### Data records

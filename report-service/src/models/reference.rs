//! Reference records (tags, accounts, currencies) loaded once per build.

use serde::{Deserialize, Serialize};
use sqlx::FromRow;
use std::num::ParseIntError;

/// Separator between ancestor ids in `TransactionTag::parents_tree`.
pub const TAG_TREE_DELIMITER: char = '.';

/// Hierarchical transaction tag.
///
/// `parents_tree` lists ancestor ids from the root down to the immediate
/// parent, e.g. `"3.17"`; it is empty for top-level tags.
#[derive(Debug, Clone, PartialEq, Eq, FromRow, Serialize, Deserialize)]
pub struct TransactionTag {
    pub id: i64,
    pub owner_id: i32,
    pub parents_tree: String,
    pub name: String,
    pub description: Option<String>,
}

impl TransactionTag {
    /// Ancestor ids, root first.
    pub fn parent_ids(&self) -> Result<Vec<i64>, ParseIntError> {
        let raw = self.parents_tree.trim();
        if raw.is_empty() {
            return Ok(Vec::new());
        }

        raw.split(TAG_TREE_DELIMITER)
            .map(|part| part.trim().parse::<i64>())
            .collect()
    }

    /// Id of the top-level tag this tag descends from (itself when top-level).
    pub fn root_id(&self) -> Result<i64, ParseIntError> {
        Ok(self.parent_ids()?.first().copied().unwrap_or(self.id))
    }
}

#[derive(Debug, Clone, PartialEq, Eq, FromRow, Serialize, Deserialize)]
pub struct Account {
    pub id: i64,
    pub owner_id: i32,
    pub currency_id: i64,
    pub name: String,
    pub description: Option<String>,
}

/// Currency. Rows without an owner are root currencies visible to everyone.
#[derive(Debug, Clone, PartialEq, Eq, FromRow, Serialize, Deserialize)]
pub struct Currency {
    pub id: i64,
    pub owner_id: Option<i32>,
    pub code: String,
    pub symbol: String,
    pub decimals: i16,
    pub description: Option<String>,
}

######

* [What needs to be done] Show the lines above that include "TransactionTag".

* [Reply]
/// Separator between ancestor ids in `TransactionTag::parents_tree`.
pub struct TransactionTag {
impl TransactionTag {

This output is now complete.